Yeah, I don't love that we accepted it in this form.

With review far sharper now I would hope in future there'd be pushback in at
least having better separation in future.

>
> To be fair, traditional reclaim is not easy to refactor. It has
> accumulated decades of heuristics trying to work for every workload, and
> touching any of it risks regressions. But difficulty is not an excuse.
> There was no justification for not even trying -- not attempting to
> generalize the existing scanning path, not proposing shared
> abstractions, not offering the new mechanisms as improvements to the code
> that was already there. Hard does not mean impossible, and the cost of
> not trying is what we are living with now.

Yes. Agreed very much so.

>
> The Differences That Matter
> ---------------------------
>
> The two algorithms differ in how they classify pages, detect access, and
> decide what to evict. But most of these differences are not fundamental
> -- they are mechanisms that got trapped inside one implementation when
> they could benefit both.
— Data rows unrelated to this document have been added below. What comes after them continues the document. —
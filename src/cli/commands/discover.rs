//! Discover command - print the referrers of an artifact

use super::required_reference;
use crate::cli::args::{DiscoverArgs, OutputFormat};
use crate::config::Config;
use crate::error::OrcaResult;
use crate::ops::{self, ReferrerNode};
use crate::target::OciLayout;
use serde::Serialize;

/// Execute the discover command
pub async fn execute(args: DiscoverArgs, config: &Config) -> OrcaResult<()> {
    let reference = required_reference(&args.target)?;
    let layout = OciLayout::open_existing(&args.target.path).await?;
    let mode = args.referrers.unwrap_or(config.copy.referrers);

    let tree = ops::discover(
        &layout,
        &reference,
        args.artifact_type.as_deref(),
        mode,
        args.depth,
    )
    .await?;

    match args.format {
        OutputFormat::Tree => print!("{}", render_tree(&tree)),
        OutputFormat::Json => println!("{}", serde_json::to_string_pretty(&NodeJson::from(&tree))?),
    }
    Ok(())
}

#[derive(Serialize)]
#[serde(rename_all = "camelCase")]
struct NodeJson {
    digest: String,
    media_type: String,
    size: u64,
    #[serde(skip_serializing_if = "Option::is_none")]
    artifact_type: Option<String>,
    referrers: Vec<NodeJson>,
}

impl From<&ReferrerNode> for NodeJson {
    fn from(node: &ReferrerNode) -> Self {
        Self {
            digest: node.descriptor.digest.to_string(),
            media_type: node.descriptor.media_type.clone(),
            size: node.descriptor.size,
            artifact_type: node.descriptor.artifact_type.clone(),
            referrers: node.children.iter().map(NodeJson::from).collect(),
        }
    }
}

fn render_tree(root: &ReferrerNode) -> String {
    let mut out = format!("{}\n", root.descriptor.digest);
    render_children(&root.children, "", &mut out);
    out
}

fn render_children(children: &[ReferrerNode], prefix: &str, out: &mut String) {
    for (i, child) in children.iter().enumerate() {
        let last = i + 1 == children.len();
        let kind = child
            .descriptor
            .artifact_type
            .as_deref()
            .unwrap_or(&child.descriptor.media_type);
        out.push_str(&format!(
            "{}{} {} {}\n",
            prefix,
            if last { "└──" } else { "├──" },
            kind,
            child.descriptor.digest
        ));
        let nested = format!("{}{}", prefix, if last { "    " } else { "│   " });
        render_children(&child.children, &nested, out);
    }
}

#[cfg(test)]
mod tests {
    use super::*;
    use crate::content::Descriptor;

    fn node(content: &[u8], artifact_type: &str, children: Vec<ReferrerNode>) -> ReferrerNode {
        ReferrerNode {
            descriptor: Descriptor::from_bytes("application/vnd.oci.image.manifest.v1+json", content)
                .with_artifact_type(artifact_type),
            children,
        }
    }

    #[test]
    fn tree_rendering() {
        let countersig = node(b"c", "application/vnd.example.countersig", vec![]);
        let sig = node(b"s", "application/vnd.example.sig", vec![countersig]);
        let sbom = node(b"b", "application/vnd.example.sbom", vec![]);
        let root = node(b"r", "application/vnd.example.image", vec![sig, sbom]);

        let rendered = render_tree(&root);
        let lines: Vec<&str> = rendered.lines().collect();
        assert_eq!(lines.len(), 4);
        assert!(lines[1].starts_with("├── application/vnd.example.sig"));
        assert!(lines[2].starts_with("│   └── application/vnd.example.countersig"));
        assert!(lines[3].starts_with("└── application/vnd.example.sbom"));
    }

    #[test]
    fn json_nests_referrers() {
        let root = node(b"r", "application/vnd.example.image", vec![node(b"s", "application/vnd.example.sig", vec![])]);
        let json = serde_json::to_value(NodeJson::from(&root)).unwrap();
        assert_eq!(json["referrers"][0]["artifactType"], "application/vnd.example.sig");
    }
}
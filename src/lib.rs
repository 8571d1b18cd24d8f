//! orca - content-addressable artifact replication
//!
//! Copies OCI manifests and blobs between targets as a graph, children
//! before parents, skipping what the destination already holds. A local
//! write-through cache can sit in front of any source target.

pub mod cache;
pub mod cli;
pub mod config;
pub mod content;
pub mod copy;
pub mod error;
pub mod ops;
pub mod referrers;
pub mod successors;
pub mod target;
pub mod ui;

#[cfg(test)]
mod fixtures;

pub use copy::{copy_graph, extended_copy, CopyGraphOptions, CopyReport, ExtendedCopyOptions};
pub use error::{OrcaError, OrcaResult};
pub use target::{Storage, Target};
//! Read-only view of a target

use crate::content::{BlobReader, Descriptor};
use crate::error::{OrcaError, OrcaResult};
use crate::target::{PredecessorFinder, ReferenceFetcher, RepositoryLocation, Storage, Target};
use async_trait::async_trait;

/// Forwards reads to the wrapped target and rejects every write
#[derive(Debug)]
pub struct ReadOnly<T> {
    inner: T,
}

impl<T: Target> ReadOnly<T> {
    pub fn new(inner: T) -> Self {
        Self { inner }
    }

    pub fn into_inner(self) -> T {
        self.inner
    }
}

#[async_trait]
impl<T: Target> Storage for ReadOnly<T> {
    async fn exists(&self, desc: &Descriptor) -> OrcaResult<bool> {
        self.inner.exists(desc).await
    }

    async fn fetch(&self, desc: &Descriptor) -> OrcaResult<BlobReader> {
        self.inner.fetch(desc).await
    }

    async fn push(&self, _desc: &Descriptor, _content: BlobReader) -> OrcaResult<()> {
        Err(OrcaError::ReadOnly("push"))
    }
}

#[async_trait]
impl<T: Target> Target for ReadOnly<T> {
    async fn resolve(&self, reference: &str) -> OrcaResult<Descriptor> {
        self.inner.resolve(reference).await
    }

    async fn tag(&self, _desc: &Descriptor, _reference: &str) -> OrcaResult<()> {
        Err(OrcaError::ReadOnly("tag"))
    }

    fn name(&self) -> String {
        format!("{} (read-only)", self.inner.name())
    }

    fn location(&self) -> Option<RepositoryLocation> {
        self.inner.location()
    }

    fn as_reference_fetcher(&self) -> Option<&dyn ReferenceFetcher> {
        self.inner.as_reference_fetcher()
    }

    fn as_predecessor_finder(&self) -> Option<&dyn PredecessorFinder> {
        self.inner.as_predecessor_finder()
    }
}
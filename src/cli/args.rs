//! CLI argument definitions using clap derive

use crate::ops::FileSpec;
use crate::referrers::ReferrersMode;
use crate::target::LayoutReference;
use clap::{ArgAction, Args, Parser, Subcommand, ValueEnum};
use std::path::PathBuf;

/// orca - replicate OCI artifacts between content-addressable stores
///
/// Targets are OCI image layout directories, written
/// `<dir>[:<tag>|@<digest>]`.
#[derive(Parser, Debug)]
#[command(name = "orca")]
#[command(author, version, about, long_about = None)]
#[command(propagate_version = true)]
pub struct Cli {
    /// Subcommand to execute
    #[command(subcommand)]
    pub command: Commands,

    /// Increase verbosity (-v info, -vv debug)
    #[arg(short, long, global = true, action = ArgAction::Count)]
    pub verbose: u8,

    /// Configuration file path
    #[arg(short, long, global = true, env = "ORCA_CONFIG")]
    pub config: Option<PathBuf>,
}

/// Available commands
#[derive(Subcommand, Debug)]
pub enum Commands {
    /// Copy an artifact and everything it references
    Copy(CopyArgs),

    /// Package files as an artifact
    Push(PushArgs),

    /// Write an artifact's titled files to a directory
    Pull(PullArgs),

    /// Add tags to an existing artifact
    Tag(TagArgs),

    /// List artifacts referring to an artifact
    Discover(DiscoverArgs),

    /// Delete an artifact
    Delete(DeleteArgs),

    /// Copy artifacts and their referrers into a layout
    Backup(BackupArgs),

    /// Copy artifacts out of a backup layout
    Restore(RestoreArgs),

    /// Show or edit configuration
    Config(ConfigArgs),

    /// Inspect or clear the content cache
    Cache(CacheArgs),
}

/// Flags shared by every command that copies content
#[derive(Args, Debug, Clone, Default)]
pub struct CopyFlags {
    /// Maximum concurrent transfers (default: from config)
    #[arg(long)]
    pub concurrency: Option<usize>,

    /// How referrers are discovered and recorded (default: from config)
    #[arg(long, value_enum)]
    pub referrers: Option<ReferrersMode>,

    /// Keep superseded referrers indexes
    #[arg(long)]
    pub skip_gc: bool,
}

/// Arguments for the copy command
#[derive(Parser, Debug)]
pub struct CopyArgs {
    /// Source, e.g. ./images:v1
    pub source: LayoutReference,

    /// Destination; tagged with the source tag unless it names its own
    pub destination: LayoutReference,

    /// Also copy artifacts referring to the source
    #[arg(short, long)]
    pub recursive: bool,

    /// Rounds of referrer discovery with --recursive
    #[arg(long, requires = "recursive")]
    pub depth: Option<usize>,

    /// Only follow referrers of this artifact type
    #[arg(long)]
    pub artifact_type: Option<String>,

    /// Additional tags for the destination (comma-separated)
    #[arg(short, long, value_delimiter = ',')]
    pub tag: Vec<String>,

    /// Show what would be copied without writing
    #[arg(long)]
    pub dry_run: bool,

    /// Bypass the content cache
    #[arg(long)]
    pub no_cache: bool,

    #[command(flatten)]
    pub flags: CopyFlags,
}

/// Arguments for the push command
#[derive(Parser, Debug)]
pub struct PushArgs {
    /// Destination, e.g. ./artifacts:v1
    pub destination: LayoutReference,

    /// Files to push, as path[:media-type]
    #[arg(required = true)]
    pub files: Vec<FileSpec>,

    /// Artifact type of the manifest
    #[arg(long)]
    pub artifact_type: Option<String>,

    /// Media type for files without one
    #[arg(long)]
    pub media_type: Option<String>,

    /// Config blob, as path[:media-type]
    #[arg(long = "config-file")]
    pub config_file: Option<FileSpec>,

    /// Manifest annotation (KEY=VALUE)
    #[arg(short, long, value_parser = parse_annotation)]
    pub annotation: Vec<(String, String)>,

    /// Reference of the artifact this one refers to, in the destination
    #[arg(long)]
    pub subject: Option<String>,

    /// Additional tags (comma-separated)
    #[arg(short, long, value_delimiter = ',')]
    pub tag: Vec<String>,

    #[command(flatten)]
    pub flags: CopyFlags,
}

/// Arguments for the pull command
#[derive(Parser, Debug)]
pub struct PullArgs {
    /// Source, e.g. ./artifacts:v1
    pub source: LayoutReference,

    /// Output directory
    #[arg(short, long, default_value = ".")]
    pub output: PathBuf,

    /// Also pull files of artifacts referring to the source
    #[arg(long)]
    pub include_referrers: bool,

    /// Only follow referrers of this artifact type
    #[arg(long, requires = "include_referrers")]
    pub artifact_type: Option<String>,

    /// Write the config blob to this path inside the output directory
    #[arg(long)]
    pub config_path: Option<PathBuf>,

    /// Show what would be written without writing
    #[arg(long)]
    pub dry_run: bool,

    /// Bypass the content cache
    #[arg(long)]
    pub no_cache: bool,

    #[command(flatten)]
    pub flags: CopyFlags,
}

/// Arguments for the tag command
#[derive(Parser, Debug)]
pub struct TagArgs {
    /// Artifact to tag, e.g. ./images:v1
    pub target: LayoutReference,

    /// New tags
    #[arg(required = true)]
    pub tags: Vec<String>,

    /// Maximum concurrent tag operations (default: from config)
    #[arg(long)]
    pub concurrency: Option<usize>,
}

/// Arguments for the discover command
#[derive(Parser, Debug)]
pub struct DiscoverArgs {
    /// Subject artifact, e.g. ./images:v1
    pub target: LayoutReference,

    /// Only list referrers of this artifact type
    #[arg(long)]
    pub artifact_type: Option<String>,

    /// Levels of referrers to expand (default: all)
    #[arg(long)]
    pub depth: Option<usize>,

    /// How referrers are discovered (default: from config)
    #[arg(long, value_enum)]
    pub referrers: Option<ReferrersMode>,

    /// Output format
    #[arg(short, long, default_value = "tree")]
    pub format: OutputFormat,
}

/// Arguments for the delete command
#[derive(Parser, Debug)]
pub struct DeleteArgs {
    /// Artifact to delete, e.g. ./images@sha256:...
    pub target: LayoutReference,

    /// How the subject's referrers are recorded (default: from config)
    #[arg(long, value_enum)]
    pub referrers: Option<ReferrersMode>,

    /// Keep superseded referrers indexes
    #[arg(long)]
    pub skip_gc: bool,

    /// Skip confirmation prompt
    #[arg(short, long)]
    pub yes: bool,
}

/// Arguments for the backup command
#[derive(Parser, Debug)]
pub struct BackupArgs {
    /// Source layout; its reference is backed up unless --ref is given
    pub source: LayoutReference,

    /// Backup layout directory (created when missing)
    pub output: PathBuf,

    /// Reference to back up (repeatable; default: every source tag)
    #[arg(long = "ref")]
    pub references: Vec<String>,

    /// Skip artifacts referring to the backed up ones
    #[arg(long)]
    pub exclude_referrers: bool,

    /// Only follow referrers of this artifact type
    #[arg(long, conflicts_with = "exclude_referrers")]
    pub artifact_type: Option<String>,

    /// Bypass the content cache
    #[arg(long)]
    pub no_cache: bool,

    #[command(flatten)]
    pub flags: CopyFlags,
}

/// Arguments for the restore command
#[derive(Parser, Debug)]
pub struct RestoreArgs {
    /// Backup layout directory
    pub input: PathBuf,

    /// Destination layout
    pub destination: PathBuf,

    /// Tag to restore (repeatable; default: every tag in the backup)
    #[arg(long = "ref")]
    pub references: Vec<String>,

    /// Skip artifacts referring to the restored ones
    #[arg(long)]
    pub exclude_referrers: bool,

    /// Only follow referrers of this artifact type
    #[arg(long, conflicts_with = "exclude_referrers")]
    pub artifact_type: Option<String>,

    /// Show what would be copied without writing
    #[arg(long)]
    pub dry_run: bool,

    #[command(flatten)]
    pub flags: CopyFlags,
}

/// Arguments for the config command
#[derive(Parser, Debug)]
pub struct ConfigArgs {
    /// Subcommand for config
    #[command(subcommand)]
    pub action: Option<ConfigAction>,
}

/// Config subcommands
#[derive(Subcommand, Debug)]
pub enum ConfigAction {
    /// Show current configuration
    Show,

    /// Show configuration file path
    Path,

    /// Write a default configuration file
    Init {
        /// Overwrite an existing file
        #[arg(short, long)]
        force: bool,
    },

    /// Set a configuration value
    Set {
        /// Configuration key (e.g., copy.concurrency)
        key: String,
        /// Value to set
        value: String,
    },
}

/// Output format for listings
#[derive(Debug, Clone, Copy, ValueEnum)]
pub enum OutputFormat {
    /// Indented tree
    Tree,
    /// JSON output
    Json,
}

/// Arguments for the cache command
#[derive(Parser, Debug)]
pub struct CacheArgs {
    /// Subcommand for cache
    #[command(subcommand)]
    pub action: CacheAction,
}

/// Cache subcommands
#[derive(Subcommand, Debug)]
pub enum CacheAction {
    /// Show cache roots and their usage
    Info,

    /// Remove every cached blob
    Clear {
        /// Skip confirmation prompt
        #[arg(short, long)]
        yes: bool,
    },
}

/// Parse an annotation in KEY=VALUE format
fn parse_annotation(s: &str) -> Result<(String, String), String> {
    let pos = s
        .find('=')
        .ok_or_else(|| format!("invalid KEY=VALUE format: no '=' found in '{s}'"))?;
    if pos == 0 {
        return Err(format!("empty annotation key in '{s}'"));
    }
    Ok((s[..pos].to_string(), s[pos + 1..].to_string()))
}

#[cfg(test)]
mod tests {
    use super::*;
    use crate::target::Reference;

    #[test]
    fn parse_annotation_valid() {
        let (k, v) = parse_annotation("org.example.owner=team=a").unwrap();
        assert_eq!(k, "org.example.owner");
        assert_eq!(v, "team=a");
    }

    #[test]
    fn parse_annotation_invalid() {
        assert!(parse_annotation("novalue").is_err());
        assert!(parse_annotation("=value").is_err());
    }

    #[test]
    fn cli_parses_copy() {
        let cli = Cli::parse_from([
            "orca", "copy", "./src:v1", "./dst", "-r", "--tag", "a,b", "--referrers", "tag-scheme",
        ]);
        match cli.command {
            Commands::Copy(args) => {
                assert_eq!(args.source.path, PathBuf::from("./src"));
                assert_eq!(args.source.reference, Some(Reference::Tag("v1".to_string())));
                assert!(args.destination.reference.is_none());
                assert!(args.recursive);
                assert_eq!(args.tag, vec!["a", "b"]);
                assert_eq!(args.flags.referrers, Some(ReferrersMode::TagScheme));
            }
            _ => panic!("expected Copy command"),
        }
    }

    #[test]
    fn cli_depth_requires_recursive() {
        let result = Cli::try_parse_from(["orca", "copy", "./src:v1", "./dst", "--depth", "2"]);
        assert!(result.is_err());
    }

    #[test]
    fn cli_parses_push() {
        let cli = Cli::parse_from([
            "orca",
            "push",
            "./out:v1",
            "a.txt",
            "b.tar:application/vnd.example.layer",
            "-a",
            "owner=me",
        ]);
        match cli.command {
            Commands::Push(args) => {
                assert_eq!(args.files.len(), 2);
                assert_eq!(
                    args.files[1].media_type.as_deref(),
                    Some("application/vnd.example.layer")
                );
                assert_eq!(args.annotation, vec![("owner".to_string(), "me".to_string())]);
            }
            _ => panic!("expected Push command"),
        }
    }

    #[test]
    fn cli_push_requires_files() {
        assert!(Cli::try_parse_from(["orca", "push", "./out:v1"]).is_err());
    }

    #[test]
    fn cli_parses_restore_refs() {
        let cli = Cli::parse_from([
            "orca", "restore", "./backup", "./dst", "--ref", "v1", "--ref", "v2", "--dry-run",
        ]);
        match cli.command {
            Commands::Restore(args) => {
                assert_eq!(args.references, vec!["v1", "v2"]);
                assert!(args.dry_run);
            }
            _ => panic!("expected Restore command"),
        }
    }

    #[test]
    fn cli_parses_cache_clear() {
        let cli = Cli::parse_from(["orca", "cache", "clear", "-y"]);
        match cli.command {
            Commands::Cache(CacheArgs {
                action: CacheAction::Clear { yes },
            }) => assert!(yes),
            _ => panic!("expected Cache Clear command"),
        }
    }

    #[test]
    fn cli_verbose_levels() {
        let cli = Cli::parse_from(["orca", "cache", "info"]);
        assert_eq!(cli.verbose, 0);

        let cli = Cli::parse_from(["orca", "-v", "cache", "info"]);
        assert_eq!(cli.verbose, 1);

        let cli = Cli::parse_from(["orca", "-vv", "cache", "info"]);
        assert_eq!(cli.verbose, 2);
    }
}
Not making those mechanisms shareable leaves
> potential free performance gains on the table.
>
> Access detection: Traditional LRU walks reverse mappings (RMAP) from the
> page back to its page table entries. MGLRU walks page tables forward,
> scanning process address spaces directly. Neither approach is inherently
> tied to its eviction policy. Page table scanning would benefit
> traditional LRU just as much -- it is cache-friendly, batches updates
> without the LRU lock, and naturally exploits spatial locality. There is
> no reason this should be MGLRU-only.

Right.

>
> Bloom filters and lookaround: MGLRU uses Bloom filters to skip cold
> page table regions and a lookaround optimization to scan adjacent PTEs
> during eviction. These are general-purpose optimizations for any
> scanning path. They are locked inside MGLRU today for no good reason.
>
> Lock-free age updates: MGLRU updates folio age using atomic flag
> operations, avoiding the LRU lock during scanning. Traditional reclaim
> can use the same technique to reduce lock contention.
>
> Page classification: Traditional LRU uses two buckets
> (active/inactive). MGLRU uses four generations with timestamps and
> reference frequency tiers. This is the policy difference --
> how many age buckets and how pages move between them. Every other
> mechanism is shareable.
>
> Both systems already share the core reclaim mechanics -- writeback,
> unmapping, swap, NUMA demotion, and working set tracking. The shareable
> mechanisms listed above should join that common core. What remains after
> that is a thin policy layer -- and that is all that should differ between
> algorithms.

Yeah, this all really speaks to the review simply not being sufficient at
the time.

Given the data given by Mike at [0], it suggests the recent sub-M changes
have made a really big difference to this (I'm genuinely pleasantly
surprised by that!) so hopefully this is something we'll avoid in future.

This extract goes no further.